- **What the exercise asks**
Search the records for the word "fixed". Copy every line where it appears.

- **The data**
####################

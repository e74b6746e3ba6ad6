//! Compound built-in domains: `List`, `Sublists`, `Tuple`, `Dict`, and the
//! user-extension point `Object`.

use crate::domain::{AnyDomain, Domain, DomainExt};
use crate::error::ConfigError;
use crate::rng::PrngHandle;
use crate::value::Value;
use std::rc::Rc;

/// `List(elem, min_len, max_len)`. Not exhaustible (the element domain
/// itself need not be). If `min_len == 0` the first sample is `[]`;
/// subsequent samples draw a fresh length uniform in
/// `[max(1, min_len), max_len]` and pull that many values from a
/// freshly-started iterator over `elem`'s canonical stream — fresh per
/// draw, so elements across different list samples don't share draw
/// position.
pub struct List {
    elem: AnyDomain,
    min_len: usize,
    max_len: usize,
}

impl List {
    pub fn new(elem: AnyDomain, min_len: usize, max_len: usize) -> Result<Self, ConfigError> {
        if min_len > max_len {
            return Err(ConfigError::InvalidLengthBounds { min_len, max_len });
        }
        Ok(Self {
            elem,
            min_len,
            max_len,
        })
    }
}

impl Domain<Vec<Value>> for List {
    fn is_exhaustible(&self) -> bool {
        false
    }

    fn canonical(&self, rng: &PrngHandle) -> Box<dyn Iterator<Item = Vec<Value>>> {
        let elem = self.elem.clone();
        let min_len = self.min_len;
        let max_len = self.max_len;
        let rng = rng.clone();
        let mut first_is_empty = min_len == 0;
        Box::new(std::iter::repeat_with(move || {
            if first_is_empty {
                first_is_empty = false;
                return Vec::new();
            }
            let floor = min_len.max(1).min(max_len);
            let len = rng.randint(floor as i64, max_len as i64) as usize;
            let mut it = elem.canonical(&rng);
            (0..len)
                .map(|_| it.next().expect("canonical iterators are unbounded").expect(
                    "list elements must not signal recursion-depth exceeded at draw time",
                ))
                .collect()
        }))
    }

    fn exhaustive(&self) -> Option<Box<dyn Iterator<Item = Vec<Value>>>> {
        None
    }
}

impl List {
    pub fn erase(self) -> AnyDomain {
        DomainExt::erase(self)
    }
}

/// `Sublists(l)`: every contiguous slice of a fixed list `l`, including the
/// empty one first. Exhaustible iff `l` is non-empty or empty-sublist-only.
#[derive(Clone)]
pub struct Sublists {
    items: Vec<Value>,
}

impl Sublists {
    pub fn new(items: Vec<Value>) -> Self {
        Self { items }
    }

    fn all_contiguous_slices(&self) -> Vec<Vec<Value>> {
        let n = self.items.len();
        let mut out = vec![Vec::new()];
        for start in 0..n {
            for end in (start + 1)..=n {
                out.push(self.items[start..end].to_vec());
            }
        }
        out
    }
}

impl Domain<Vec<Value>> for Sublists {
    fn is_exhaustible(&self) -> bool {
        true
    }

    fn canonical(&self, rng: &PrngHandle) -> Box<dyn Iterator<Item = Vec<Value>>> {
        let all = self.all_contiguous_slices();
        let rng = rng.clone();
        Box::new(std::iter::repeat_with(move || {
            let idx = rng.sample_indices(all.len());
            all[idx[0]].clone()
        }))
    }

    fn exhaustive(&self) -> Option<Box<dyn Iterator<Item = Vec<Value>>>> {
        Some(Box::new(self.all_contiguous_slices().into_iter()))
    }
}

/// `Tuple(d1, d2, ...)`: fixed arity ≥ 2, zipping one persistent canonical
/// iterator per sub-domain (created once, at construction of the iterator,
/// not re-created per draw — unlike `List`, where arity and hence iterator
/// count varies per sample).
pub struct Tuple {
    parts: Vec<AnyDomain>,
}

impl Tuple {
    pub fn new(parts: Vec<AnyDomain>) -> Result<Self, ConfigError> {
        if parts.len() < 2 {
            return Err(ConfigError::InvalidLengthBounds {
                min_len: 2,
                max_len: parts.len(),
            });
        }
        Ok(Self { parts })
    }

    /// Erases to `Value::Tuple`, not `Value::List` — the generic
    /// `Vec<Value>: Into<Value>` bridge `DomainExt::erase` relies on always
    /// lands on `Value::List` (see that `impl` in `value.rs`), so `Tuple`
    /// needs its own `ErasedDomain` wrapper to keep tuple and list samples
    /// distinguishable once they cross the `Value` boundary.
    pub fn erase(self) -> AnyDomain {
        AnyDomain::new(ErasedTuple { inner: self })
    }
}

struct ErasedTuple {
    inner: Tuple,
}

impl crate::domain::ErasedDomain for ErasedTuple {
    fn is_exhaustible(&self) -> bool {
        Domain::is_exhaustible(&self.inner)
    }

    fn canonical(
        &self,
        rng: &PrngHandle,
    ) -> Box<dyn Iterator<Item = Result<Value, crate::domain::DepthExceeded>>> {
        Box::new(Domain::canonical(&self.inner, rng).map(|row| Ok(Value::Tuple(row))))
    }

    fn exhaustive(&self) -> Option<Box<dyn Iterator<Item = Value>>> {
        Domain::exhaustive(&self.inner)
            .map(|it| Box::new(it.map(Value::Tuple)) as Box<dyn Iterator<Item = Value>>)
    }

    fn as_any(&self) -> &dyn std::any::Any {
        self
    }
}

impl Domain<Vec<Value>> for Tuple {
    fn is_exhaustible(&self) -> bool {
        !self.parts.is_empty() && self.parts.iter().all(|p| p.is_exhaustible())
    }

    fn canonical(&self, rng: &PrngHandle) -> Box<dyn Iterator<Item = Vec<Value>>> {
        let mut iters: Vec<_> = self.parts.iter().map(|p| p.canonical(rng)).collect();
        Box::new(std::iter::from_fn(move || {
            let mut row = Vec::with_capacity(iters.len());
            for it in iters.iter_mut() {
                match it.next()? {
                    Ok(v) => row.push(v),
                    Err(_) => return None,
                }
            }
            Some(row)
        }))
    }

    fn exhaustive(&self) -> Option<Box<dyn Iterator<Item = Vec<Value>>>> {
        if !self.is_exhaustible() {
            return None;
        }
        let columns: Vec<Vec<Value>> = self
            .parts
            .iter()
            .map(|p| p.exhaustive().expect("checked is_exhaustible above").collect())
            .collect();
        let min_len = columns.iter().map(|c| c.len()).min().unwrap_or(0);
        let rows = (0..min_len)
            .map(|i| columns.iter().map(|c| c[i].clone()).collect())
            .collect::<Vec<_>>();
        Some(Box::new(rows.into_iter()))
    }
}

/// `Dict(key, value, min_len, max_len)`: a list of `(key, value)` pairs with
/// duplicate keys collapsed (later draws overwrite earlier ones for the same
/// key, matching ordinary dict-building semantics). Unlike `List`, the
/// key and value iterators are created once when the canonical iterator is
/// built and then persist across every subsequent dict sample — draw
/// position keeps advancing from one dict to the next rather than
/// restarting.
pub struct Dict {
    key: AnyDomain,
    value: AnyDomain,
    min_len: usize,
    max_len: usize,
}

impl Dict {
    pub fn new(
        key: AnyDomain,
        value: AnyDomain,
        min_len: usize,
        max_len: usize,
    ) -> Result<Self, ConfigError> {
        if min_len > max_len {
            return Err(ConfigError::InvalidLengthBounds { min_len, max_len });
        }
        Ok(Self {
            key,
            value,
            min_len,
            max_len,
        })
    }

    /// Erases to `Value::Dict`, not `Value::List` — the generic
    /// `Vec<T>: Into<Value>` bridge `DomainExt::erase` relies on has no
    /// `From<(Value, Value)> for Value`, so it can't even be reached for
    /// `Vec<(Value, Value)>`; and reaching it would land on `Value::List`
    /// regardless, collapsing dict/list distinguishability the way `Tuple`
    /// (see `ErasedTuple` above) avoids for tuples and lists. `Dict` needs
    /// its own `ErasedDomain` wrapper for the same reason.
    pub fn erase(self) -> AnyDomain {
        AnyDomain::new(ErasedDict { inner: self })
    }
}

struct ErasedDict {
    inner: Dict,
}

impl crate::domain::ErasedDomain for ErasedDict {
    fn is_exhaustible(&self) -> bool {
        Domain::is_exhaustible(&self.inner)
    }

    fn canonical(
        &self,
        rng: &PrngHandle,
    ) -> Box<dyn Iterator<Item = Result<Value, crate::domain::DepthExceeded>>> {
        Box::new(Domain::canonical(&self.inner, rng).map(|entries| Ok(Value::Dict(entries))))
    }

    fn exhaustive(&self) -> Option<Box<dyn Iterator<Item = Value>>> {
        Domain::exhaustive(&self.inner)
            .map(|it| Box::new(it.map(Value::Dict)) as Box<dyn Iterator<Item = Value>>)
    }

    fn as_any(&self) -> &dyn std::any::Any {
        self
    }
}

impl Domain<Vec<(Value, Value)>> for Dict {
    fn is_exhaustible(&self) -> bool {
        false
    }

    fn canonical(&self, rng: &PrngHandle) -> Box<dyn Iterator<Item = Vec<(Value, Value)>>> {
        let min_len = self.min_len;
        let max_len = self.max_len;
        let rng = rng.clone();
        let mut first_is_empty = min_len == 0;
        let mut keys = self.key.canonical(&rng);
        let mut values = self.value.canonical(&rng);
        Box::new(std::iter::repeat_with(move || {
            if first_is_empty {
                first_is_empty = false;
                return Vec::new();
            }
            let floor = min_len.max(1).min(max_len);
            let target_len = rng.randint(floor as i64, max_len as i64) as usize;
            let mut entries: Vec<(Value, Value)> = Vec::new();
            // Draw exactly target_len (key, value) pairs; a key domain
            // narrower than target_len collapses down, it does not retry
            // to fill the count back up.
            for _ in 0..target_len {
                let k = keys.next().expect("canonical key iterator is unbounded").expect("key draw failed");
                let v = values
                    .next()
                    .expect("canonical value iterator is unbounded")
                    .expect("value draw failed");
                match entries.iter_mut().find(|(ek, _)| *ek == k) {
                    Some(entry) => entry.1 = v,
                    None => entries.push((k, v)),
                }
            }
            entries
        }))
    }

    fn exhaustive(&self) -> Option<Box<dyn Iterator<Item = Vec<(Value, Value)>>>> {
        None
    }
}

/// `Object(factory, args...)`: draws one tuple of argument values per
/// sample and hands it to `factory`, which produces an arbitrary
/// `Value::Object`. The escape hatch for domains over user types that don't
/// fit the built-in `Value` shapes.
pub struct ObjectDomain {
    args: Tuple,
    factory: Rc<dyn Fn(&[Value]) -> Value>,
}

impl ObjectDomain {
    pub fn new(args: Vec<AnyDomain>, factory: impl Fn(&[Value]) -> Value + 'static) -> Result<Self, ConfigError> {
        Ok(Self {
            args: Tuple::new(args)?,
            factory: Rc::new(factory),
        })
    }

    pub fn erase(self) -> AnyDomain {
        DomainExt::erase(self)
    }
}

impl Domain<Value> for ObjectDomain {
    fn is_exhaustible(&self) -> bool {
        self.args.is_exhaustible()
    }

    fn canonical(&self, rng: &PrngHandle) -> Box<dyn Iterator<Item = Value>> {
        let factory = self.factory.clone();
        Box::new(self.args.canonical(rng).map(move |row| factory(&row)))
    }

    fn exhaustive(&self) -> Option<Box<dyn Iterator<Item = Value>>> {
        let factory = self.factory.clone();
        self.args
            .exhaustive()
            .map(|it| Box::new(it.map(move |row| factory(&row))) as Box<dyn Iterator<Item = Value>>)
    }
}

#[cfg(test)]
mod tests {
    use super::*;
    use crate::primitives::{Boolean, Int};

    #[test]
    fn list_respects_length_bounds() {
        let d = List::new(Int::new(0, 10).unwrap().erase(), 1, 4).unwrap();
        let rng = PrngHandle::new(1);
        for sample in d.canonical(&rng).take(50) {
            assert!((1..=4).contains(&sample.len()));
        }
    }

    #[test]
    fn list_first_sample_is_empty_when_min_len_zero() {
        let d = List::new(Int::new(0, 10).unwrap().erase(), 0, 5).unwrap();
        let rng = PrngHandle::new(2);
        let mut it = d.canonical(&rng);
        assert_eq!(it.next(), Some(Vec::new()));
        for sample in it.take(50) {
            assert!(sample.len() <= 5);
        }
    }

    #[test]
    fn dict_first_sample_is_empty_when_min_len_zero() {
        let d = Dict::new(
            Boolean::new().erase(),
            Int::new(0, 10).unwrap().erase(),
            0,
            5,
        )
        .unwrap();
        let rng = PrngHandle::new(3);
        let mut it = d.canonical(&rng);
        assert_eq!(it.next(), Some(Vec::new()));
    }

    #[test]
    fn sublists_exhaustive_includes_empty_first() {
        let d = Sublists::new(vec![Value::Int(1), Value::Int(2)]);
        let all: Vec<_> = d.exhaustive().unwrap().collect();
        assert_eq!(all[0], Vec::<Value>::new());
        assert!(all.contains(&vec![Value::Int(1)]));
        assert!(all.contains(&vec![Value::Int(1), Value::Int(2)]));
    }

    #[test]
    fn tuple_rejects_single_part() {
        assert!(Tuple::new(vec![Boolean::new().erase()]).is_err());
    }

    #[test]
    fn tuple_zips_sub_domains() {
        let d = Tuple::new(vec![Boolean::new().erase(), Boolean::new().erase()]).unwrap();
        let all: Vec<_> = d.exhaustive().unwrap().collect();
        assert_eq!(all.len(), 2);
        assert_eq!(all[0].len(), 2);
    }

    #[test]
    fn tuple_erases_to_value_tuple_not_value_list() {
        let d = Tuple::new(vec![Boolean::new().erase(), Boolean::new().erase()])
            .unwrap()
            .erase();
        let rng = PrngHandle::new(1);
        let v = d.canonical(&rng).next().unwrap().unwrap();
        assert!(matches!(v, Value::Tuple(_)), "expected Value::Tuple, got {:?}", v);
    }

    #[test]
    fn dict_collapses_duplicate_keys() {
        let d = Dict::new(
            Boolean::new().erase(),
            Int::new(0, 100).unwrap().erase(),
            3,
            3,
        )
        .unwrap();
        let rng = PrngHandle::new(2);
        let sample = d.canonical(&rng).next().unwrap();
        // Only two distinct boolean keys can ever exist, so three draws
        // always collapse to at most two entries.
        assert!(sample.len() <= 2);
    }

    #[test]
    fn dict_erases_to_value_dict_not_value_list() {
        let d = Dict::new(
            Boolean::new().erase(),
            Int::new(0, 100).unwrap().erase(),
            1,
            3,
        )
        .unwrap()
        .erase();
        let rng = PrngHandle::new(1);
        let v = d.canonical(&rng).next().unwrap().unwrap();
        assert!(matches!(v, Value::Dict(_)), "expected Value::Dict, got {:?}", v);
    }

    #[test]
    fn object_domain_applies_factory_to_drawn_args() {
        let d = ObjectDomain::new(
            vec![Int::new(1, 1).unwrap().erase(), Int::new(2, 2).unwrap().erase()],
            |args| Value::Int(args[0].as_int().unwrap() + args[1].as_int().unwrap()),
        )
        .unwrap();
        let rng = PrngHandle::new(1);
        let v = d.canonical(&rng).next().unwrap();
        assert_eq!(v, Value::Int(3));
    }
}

####################

- **Your solution**
/// `Sublists(l)`: every contiguous slice of a fixed list `l`, including the
/// `Tuple(d1, d2, ...)`: fixed arity ≥ 2, zipping one persistent canonical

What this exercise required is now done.